[Stored data]

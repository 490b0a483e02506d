//! Yahoo Finance price source.
//!
//! Fetches daily OHLCV bars from Yahoo's v8 chart API. Yahoo has no official
//! API and is subject to unannounced format changes; every field is optional
//! on the wire and missing structure maps to `ResponseFormatChanged`.
//!
//! A window that contains no trading day comes back either without
//! timestamps or with a "Data doesn't exist" error. Both are reported as an
//! empty bar list so the fetcher can turn them into `NoDataInRange`.

use chrono::NaiveDate;
use serde::Deserialize;
use tracing::debug;

use super::http::HttpClient;
use super::provider::{DataError, PriceSource, RawBar};

const CHART_URL: &str = "https://query2.finance.yahoo.com/v8/finance/chart";

/// Yahoo Finance v8 chart API response.
#[derive(Debug, Deserialize)]
struct ChartResponse {
    chart: ChartResult,
}

#[derive(Debug, Deserialize)]
struct ChartResult {
    result: Option<Vec<ChartData>>,
    error: Option<ChartError>,
}

#[derive(Debug, Deserialize)]
struct ChartError {
    code: String,
    description: String,
}

#[derive(Debug, Deserialize)]
struct ChartData {
    meta: Option<ChartMeta>,
    timestamp: Option<Vec<i64>>,
    indicators: Option<Indicators>,
}

#[derive(Debug, Deserialize)]
#[serde(rename_all = "camelCase")]
struct ChartMeta {
    long_name: Option<String>,
    short_name: Option<String>,
}

#[derive(Debug, Deserialize)]
struct Indicators {
    #[serde(default)]
    quote: Vec<QuoteData>,
    adjclose: Option<Vec<AdjCloseData>>,
}

#[derive(Debug, Default, Deserialize)]
struct QuoteData {
    #[serde(default)]
    open: Vec<Option<f64>>,
    #[serde(default)]
    high: Vec<Option<f64>>,
    #[serde(default)]
    low: Vec<Option<f64>>,
    #[serde(default)]
    close: Vec<Option<f64>>,
    #[serde(default)]
    volume: Vec<Option<u64>>,
}

#[derive(Debug, Deserialize)]
struct AdjCloseData {
    #[serde(default)]
    adjclose: Vec<Option<f64>>,
}

pub struct YahooPriceSource {
    http: HttpClient,
}

impl YahooPriceSource {
    pub fn new(http: HttpClient) -> Self {
        Self { http }
    }

    fn chart(&self, ticker: &str, query: &[(&str, String)]) -> Result<ChartResponse, DataError> {
        let url = format!("{CHART_URL}/{ticker}");
        let reply = self.http.get(&url, query, None, ticker)?;
        match reply.json::<ChartResponse>(ticker) {
            Ok(chart) => Ok(chart),
            Err(_) if !reply.is_success() => Err(DataError::SourceUnavailable(format!(
                "HTTP {} for {ticker}",
                reply.status
            ))),
            Err(e) => Err(e),
        }
    }
}

/// Inclusive date range as chart API query parameters.
fn range_query(start: NaiveDate, end: NaiveDate) -> Vec<(&'static str, String)> {
    let start_ts = start.and_time(chrono::NaiveTime::default()).and_utc().timestamp();
    let end_ts = end
        .and_hms_opt(23, 59, 59)
        .map(|dt| dt.and_utc().timestamp())
        .unwrap_or(start_ts);
    vec![
        ("period1", start_ts.to_string()),
        ("period2", end_ts.to_string()),
        ("interval", "1d".to_string()),
        ("includeAdjustedClose", "true".to_string()),
        ("events", "history".to_string()),
    ]
}

fn is_empty_window(err: &ChartError) -> bool {
    err.description.contains("Data doesn't exist") || err.description.contains("data missing")
}

/// Parse the chart API response into bars.
fn parse_bars(ticker: &str, resp: ChartResponse) -> Result<Vec<RawBar>, DataError> {
    let Some(result) = resp.chart.result else {
        return match resp.chart.error {
            Some(err) if is_empty_window(&err) => Ok(Vec::new()),
            Some(err) if err.code == "Not Found" => Err(DataError::SymbolNotFound {
                symbol: ticker.to_string(),
            }),
            Some(err) => Err(DataError::ResponseFormatChanged(format!(
                "{}: {}",
                err.code, err.description
            ))),
            None => Err(DataError::ResponseFormatChanged(
                "empty result with no error".into(),
            )),
        };
    };

    let data = result
        .into_iter()
        .next()
        .ok_or_else(|| DataError::ResponseFormatChanged("result array is empty".into()))?;

    let Some(timestamps) = data.timestamp else {
        debug!(ticker, "chart response has no timestamps");
        return Ok(Vec::new());
    };

    let indicators = data
        .indicators
        .ok_or_else(|| DataError::ResponseFormatChanged("no indicators".into()))?;
    let quote = indicators
        .quote
        .into_iter()
        .next()
        .ok_or_else(|| DataError::ResponseFormatChanged("no quote data".into()))?;
    let adj_closes = indicators
        .adjclose
        .and_then(|v| v.into_iter().next())
        .map(|a| a.adjclose);

    let mut bars = Vec::with_capacity(timestamps.len());
    for (i, &ts) in timestamps.iter().enumerate() {
        let date = chrono::DateTime::from_timestamp(ts, 0)
            .map(|dt| dt.naive_utc().date())
            .ok_or_else(|| DataError::ResponseFormatChanged(format!("invalid timestamp: {ts}")))?;

        let open = quote.open.get(i).copied().flatten();
        let high = quote.high.get(i).copied().flatten();
        let low = quote.low.get(i).copied().flatten();
        let close = quote.close.get(i).copied().flatten();
        let volume = quote.volume.get(i).copied().flatten();

        // Holidays and halted sessions come back as all-null rows.
        if open.is_none() && high.is_none() && low.is_none() && close.is_none() && volume.is_none() {
            continue;
        }

        let close = close.unwrap_or(f64::NAN);
        let adj_close = adj_closes
            .as_ref()
            .and_then(|v| v.get(i).copied().flatten())
            .unwrap_or(close);

        bars.push(RawBar {
            date,
            open: open.unwrap_or(f64::NAN),
            high: high.unwrap_or(f64::NAN),
            low: low.unwrap_or(f64::NAN),
            close,
            adj_close,
            volume: volume.unwrap_or(0),
        });
    }

    Ok(bars)
}

impl PriceSource for YahooPriceSource {
    fn name(&self) -> &str {
        "yahoo_finance"
    }

    fn daily_bars(
        &self,
        ticker: &str,
        start: NaiveDate,
        end: NaiveDate,
    ) -> Result<Vec<RawBar>, DataError> {
        let chart = self.chart(ticker, &range_query(start, end))?;
        parse_bars(ticker, chart)
    }

    fn company_name(&self, ticker: &str) -> Result<Option<String>, DataError> {
        let query = [("range", "5d".to_string()), ("interval", "1d".to_string())];
        let chart = self.chart(ticker, &query)?;
        Ok(chart
            .chart
            .result
            .and_then(|r| r.into_iter().next())
            .and_then(|d| d.meta)
            .and_then(|m| m.long_name.or(m.short_name)))
    }
}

Your objective
Extract all lines of the records above that include "ResponseFormatChanged".

Response area
//! on the wire and missing structure maps to `ResponseFormatChanged`.
            Some(err) => Err(DataError::ResponseFormatChanged(format!(
            None => Err(DataError::ResponseFormatChanged(
        .ok_or_else(|| DataError::ResponseFormatChanged("result array is empty".into()))?;
        .ok_or_else(|| DataError::ResponseFormatChanged("no indicators".into()))?;
        .ok_or_else(|| DataError::ResponseFormatChanged("no quote data".into()))?;
            .ok_or_else(|| DataError::ResponseFormatChanged(format!("invalid timestamp: {ts}")))?;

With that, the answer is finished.